Sports as a Medium of Communication, Resolution and Cultural Transference

     Any even-keeled person would tell you that, in being asked to make a list of ways to transcend cultural and political boundaries, a soccer ball or baseball mitt would not surface at the top (or bottom) of an-off-the-cuff list of ways to achieve unity.  So far, our attempts to create a cohesive global community have been stymied by tyrants, derisive politicking and battles over natural resources and land.  Entities such as the Untied (yes, I meant untied) Nations have remained inept and ineffective in penetrating conflicts of both domestic and international stripes.  The common political tropes of “working towards peace” have become tired platitudes which compel our eyes to glaze over in repulsive dismay.  These ready-made remarks subliminally tell the rest of us that 1) peace will never be reached and 2) if peace is reached, it is likely short-lived or was the result of an enforced UN Agreement backed with threats (And, as the rest of us know, the United Nations is as intimidating as a field mouse).  Numerous books have been written on tactics in negotiating and foreign diplomacy.  Still, despite these innovations we continue to find our global community fragmented, paranoid and devoid of substantial trust.

   Given the trajectory of domestic cultural differences and political instability abroad, a unique gauntlet that has already been picked up by some may entail using sports as a conduit to ease tensions and differences between cultures and countries.  Mores specifically, within the United States there has been a heightened distrust for those who have immigrated here from Mexico and other Latin American Countries because of countless cases of illegal immigration.  While border security needs to be shored up for national security reasons (remember, ILLEGAL immigrants ILLEGALLY cross into our country and cut ahead of those who are waiting to use proper legal channels to get in), more attention should be paid in preserving cultural ties among citizens of different cultures.

            In the United States, there is a burgeoning Hispanic population, though it has been slowed by the recessing economy.  Encouraged by the endless opportunities and freedoms conferred to citizens of the United States, millions of Hispanics have migrated into this country during the last third of the 20th century in hopes of ascertaining a higher quality of life.  In turn, the Hispanic community has contributed much to American Society in a battery of industries including the arts, cuisine and literature.  Still, the stigma of illegal immigration has expanded the cultural chasm between Hispanics and Americans.

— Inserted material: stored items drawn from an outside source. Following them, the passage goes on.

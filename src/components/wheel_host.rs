//! Bridge component between Leptos state and the imperative `wheel::Engine`.
//!
//! ARCHITECTURE
//! ============
//! The wheel crate owns drawing and all spin logic. This host mounts the
//! engine on a `<canvas>`, re-renders whenever the engine signal changes,
//! routes clicks into [`EngineCore::on_click`], and starts the frame loop
//! when a click leaves the engine animating.

use leptos::prelude::*;
use wheel::engine::EngineCore;

#[cfg(feature = "csr")]
use std::cell::RefCell;
#[cfg(feature = "csr")]
use std::rc::Rc;

#[cfg(feature = "csr")]
use wheel::engine::Engine;
#[cfg(feature = "csr")]
use wheel::input::Button;

#[cfg(feature = "csr")]
use crate::util::audio::SoundBoard;
#[cfg(feature = "csr")]
use crate::util::frame_loop::request_frame;

#[cfg(feature = "csr")]
fn device_pixel_ratio() -> f64 {
    web_sys::window().map_or(1.0, |w| w.device_pixel_ratio())
}

/// Canvas host component.
#[component]
pub fn WheelHost() -> impl IntoView {
    let core = expect_context::<RwSignal<EngineCore>>();
    let canvas_ref = NodeRef::<leptos::html::Canvas>::new();

    let size = core.with_untracked(|c| c.config().canvas_size());
    let style = format!("width: {size}px; height: {size}px;");

    #[cfg(feature = "csr")]
    let engine = Rc::new(RefCell::new(None::<Engine>));
    #[cfg(feature = "csr")]
    let sounds = Rc::new(core.with_untracked(|c| SoundBoard::new(c.config())));
    #[cfg(feature = "csr")]
    let raf_pending = RwSignal::new(false);

    #[cfg(feature = "csr")]
    {
        let engine = Rc::clone(&engine);
        Effect::new(move || {
            let Some(canvas) = canvas_ref.get() else {
                return;
            };
            let mut slot = engine.borrow_mut();
            if slot.is_none() {
                match Engine::new(canvas) {
                    Ok(mut instance) => {
                        core.with_untracked(|c| instance.resize(c.config(), device_pixel_ratio()));
                        log::info!("wheel_host: engine mounted");
                        *slot = Some(instance);
                    }
                    Err(err) => {
                        log::error!("wheel_host: cannot mount engine: {err}");
                        return;
                    }
                }
            }
            let Some(instance) = slot.as_ref() else {
                return;
            };
            core.with(|c| {
                if let Err(err) = instance.render(c) {
                    log::error!("wheel_host: render failed: {err:?}");
                }
            });
        });
    }

    let on_click = {
        #[cfg(feature = "csr")]
        {
            let engine = Rc::clone(&engine);
            move |ev: leptos::ev::MouseEvent| {
                let Some(point) = engine
                    .borrow()
                    .as_ref()
                    .map(|e| e.canvas_point(f64::from(ev.client_x()), f64::from(ev.client_y())))
                else {
                    return;
                };
                let button = Button::from_dom(ev.button());
                let actions = core.try_update(|c| c.on_click(point, button)).unwrap_or_default();
                if !actions.is_empty() && core.with_untracked(EngineCore::is_animating) {
                    request_frame(core, Rc::clone(&sounds), raf_pending);
                }
            }
        }
        #[cfg(not(feature = "csr"))]
        {
            move |_ev: leptos::ev::MouseEvent| {}
        }
    };

    view! {
        <div class="wheel-host">
            <canvas
                class="wheel-host__canvas"
                node_ref=canvas_ref
                width=size.to_string()
                height=size.to_string()
                style=style
                on:click=on_click
            >
                "Your browser does not support canvas."
            </canvas>
        </div>
    }
}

            When all else fails, whether in the American-Hispanic forum or elsewhere, why not try sports?  Those who play sports are heavily engaged in it and perceive it as a seductive intersection of competition, pride and athletic ability.  This is linked to the political foundation of many countries.  Whether it was the United Statesboycotting the 1980 Moscow Olympics or the Bush administration, among others, trying to prevent the Cuban baseball team from playing in the 2004 Olympics, depriving countries from participating in sports has been used as a viable punishment against rogue nations who possess repellent political orthodoxies.  If this is true, then sports may carry more global import than recognized by most.  Since sports can be used as a punishment, well, why not as a reward?  Perhaps it could be packaged as an economic or social incentive to work towards improving a particular society?  The significance of sports is ultimately driven by fans who double as voting citizens.  It may be possible to lubricate and hasten foreign diplomacy through sports.

            Of course, there are many implicit pitfalls in this argument.  Who would judge when a country should be rewarded with funding for a sport or the privilege of playing in a particular event?  Does this invite further entanglements of international diplomacy?   However, it may be interesting if politicians began to use sports as leverage in deals and negotiations.  Politicians have tirelessly run the political gamut repeatedly, using tried methods of negotiation and polite diplomacy.  To take it a step further, if politicians played sports with the diplomats of other countries, could it possibly change the discourse of discussion?  If a certain commonality cannot be reached by tours, dinner meetings and such, playing a game of soccer or basketball where everyone understands the rules and shares a passion for the game may break political stalemates.  Playing sports is always a positive, upbeat activity that usually evokes candor, competition, trust and respect for the opposing players.

            Try to imagine mixed teams of American and Mexican diplomats playing soccer together during discussions about the Mexican War or Americans and Cubans playing baseball while discussing trade agreements.  If American and Cuban diplomats are required to play against and with each other, certain cultural barriers will not be able to withstand the necessary respect for fellow teammates required in winning a game.  There is a natural sense of camaraderie and openness that is not as prevalent in other activities.  Differences in race, color and creed disintegrate on the field, track or black-top, because the objective is to win and have fun in the process.  Of course, there are certain circumstances in which the atmosphere would not be ripe for playing sports, i.e. nuclear missile talks and such.  But there may be a time in which it could be feasible for diplomats to play sports under any circumstance.

            Of course, the greatest opposition against the idea of sports as a diplomatic tool is that it should be reserved for adolescents, youth, or professional athletes.  Yet it is the appeal of sports that has interested many in other components of a country.  Sports has helped broaden the appeal of certain countries and highlighted their importance in other fields.  Perhaps the rigid, formulaic world of foreign diplomacy could use a refreshing injection of this concept.